----- Records supplied -----
//! Cart snapshot: product id → size → quantity.
//!
//! # Invariants
//!
//! - Every stored quantity is strictly positive.
//! - A product with no remaining sizes is removed entirely.
//!
//! Both hold for every value reachable through the public API, including
//! snapshots decoded from JSON: zero, negative and non-integer quantities
//! are dropped on the way in.
//!
//! # Wire format
//!
//! ```json
//! { "P1": { "M": 2, "L": 1 }, "P2": { "32": 1 } }
//! ```

use std::collections::BTreeMap;

use serde::{Deserialize, Deserializer, Serialize};
use serde_json::Value;
use thiserror::Error;

use crate::types::{ProductId, SizeLabel};

/// Errors decoding a snapshot from untrusted JSON.
#[derive(Debug, Error, Clone, PartialEq, Eq)]
pub enum SnapshotError {
    /// The input was not valid JSON.
    #[error("malformed cart JSON: {0}")]
    Malformed(String),
    /// The top-level value was not a JSON object (`null`, array, number, ...).
    #[error("cart must be a JSON object, got {0}")]
    NotAnObject(&'static str),
}

/// Sizes and quantities held for a single product.
pub type SizeQuantities = BTreeMap<SizeLabel, u32>;

/// One (product, size, quantity) line of a cart.
#[derive(Debug, Clone, Copy, PartialEq, Eq)]
pub struct CartLine<'a> {
    pub product_id: &'a ProductId,
    pub size: &'a SizeLabel,
    pub quantity: u32,
}

/// A point-in-time view of a cart.
///
/// Cheap to clone; readers always receive their own copy.
#[derive(Debug, Clone, PartialEq, Eq, Default, Serialize)]
#[serde(transparent)]
pub struct CartSnapshot(BTreeMap<ProductId, SizeQuantities>);

impl CartSnapshot {
    /// An empty cart.
    #[must_use]
    pub const fn new() -> Self {
        Self(BTreeMap::new())
    }

    /// Returns `true` if the cart holds no lines.
    #[must_use]
    pub fn is_empty(&self) -> bool {
        self.0.is_empty()
    }

    /// Quantity held for `(product_id, size)`, zero if absent.
    #[must_use]
    pub fn quantity(&self, product_id: &str, size: &str) -> u32 {
        self.0
            .get(product_id)
            .and_then(|sizes| sizes.get(size))
            .copied()
            .unwrap_or(0)
    }

    /// Sizes held for a product.
    #[must_use]
    pub fn sizes(&self, product_id: &str) -> Option<&SizeQuantities> {
        self.0.get(product_id)
    }

    /// Returns `true` if the product has at least one size in the cart.
    #[must_use]
    pub fn contains_product(&self, product_id: &str) -> bool {
        self.0.contains_key(product_id)
    }

    /// Number of distinct products in the cart.
    #[must_use]
    pub fn product_count(&self) -> usize {
        self.0.len()
    }

    /// Iterate over every line in product then size order.
    pub fn lines(&self) -> impl Iterator<Item = CartLine<'_>> {
        self.0.iter().flat_map(|(product_id, sizes)| {
            sizes.iter().map(move |(size, &quantity)| CartLine {
                product_id,
                size,
                quantity,
            })
        })
    }

    /// Increment `(product_id, size)` by one.
    pub fn add_one(&mut self, product_id: &ProductId, size: &SizeLabel) {
        let sizes = self.0.entry(product_id.clone()).or_default();
        let quantity = sizes.entry(size.clone()).or_insert(0);
        *quantity = quantity.saturating_add(1);
    }

    /// Set `(product_id, size)` to an absolute quantity.
    ///
    /// A quantity of zero removes the line, and the product with it when no
    /// other sizes remain. Setting the same quantity twice is a no-op.
    pub fn set_quantity(&mut self, product_id: &ProductId, size: &SizeLabel, quantity: u32) {
        if quantity == 0 {
            if let Some(sizes) = self.0.get_mut(product_id.as_str()) {
                sizes.remove(size.as_str());
                if sizes.is_empty() {
                    self.0.remove(product_id.as_str());
                }
            }
            return;
        }

        self.0
            .entry(product_id.clone())
            .or_default()
            .insert(size.clone(), quantity);
    }

    /// Remove every line.
    pub fn clear(&mut self) {
        self.0.clear();
    }

    /// Decode a snapshot from a JSON string.
    ///
    /// # Errors
    ///
    /// Returns [`SnapshotError`] if the input is not JSON or not an object.
    pub fn from_json_str(raw: &str) -> Result<Self, SnapshotError> {
        let value: Value =
            serde_json::from_str(raw).map_err(|e| SnapshotError::Malformed(e.to_string()))?;
        Self::from_json_value(value)
    }

    /// Decode a snapshot from a JSON value.
    ///
    /// The top level must be an object. Below it decoding is lenient: entries
    /// whose sizes are not an object, whose keys are blank, or whose quantities
    /// are not positive integers are skipped.
    ///
    /// # Errors
    ///
    /// Returns [`SnapshotError::NotAnObject`] if `value` is not a JSON object.
    pub fn from_json_value(value: Value) -> Result<Self, SnapshotError> {
        let Value::Object(products) = value else {
            return Err(SnapshotError::NotAnObject(json_kind(&value)));
        };

        let mut snapshot = Self::new();
        for (raw_id, raw_sizes) in products {
            let Ok(product_id) = ProductId::parse(&raw_id) else {
                continue;
            };
            let Value::Object(sizes) = raw_sizes else {
                continue;
            };
            for (raw_size, raw_quantity) in sizes {
                let Ok(size) = SizeLabel::parse(&raw_size) else {
                    continue;
                };
                let quantity = raw_quantity
                    .as_u64()
                    .and_then(|q| u32::try_from(q).ok())
                    .unwrap_or(0);
                snapshot.set_quantity(&product_id, &size, quantity);
            }
        }
        Ok(snapshot)
    }

    /// Encode the snapshot as a JSON string.
    #[must_use]
    pub fn to_json_string(&self) -> String {
        // A map of strings to maps of strings to integers always serializes.
        serde_json::to_string(&self.0).unwrap_or_else(|_| "{}".to_string())
    }
}

impl<'de> Deserialize<'de> for CartSnapshot {
    fn deserialize<D>(deserializer: D) -> Result<Self, D::Error>
    where
        D: Deserializer<'de>,
    {
        let value = Value::deserialize(deserializer)?;
        Self::from_json_value(value).map_err(serde::de::Error::custom)
    }
}

const fn json_kind(value: &Value) -> &'static str {
    match value {
        Value::Null => "null",
        Value::Bool(_) => "a boolean",
        Value::Number(_) => "a number",
        Value::String(_) => "a string",
        Value::Array(_) => "an array",
        Value::Object(_) => "an object",
    }
}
-----
What is required: Look through the entries and return every line where "level" appears.

Written solution:
    /// The top-level value was not a JSON object (`null`, array, number, ...).
    /// The top level must be an object. Below it decoding is lenient: entries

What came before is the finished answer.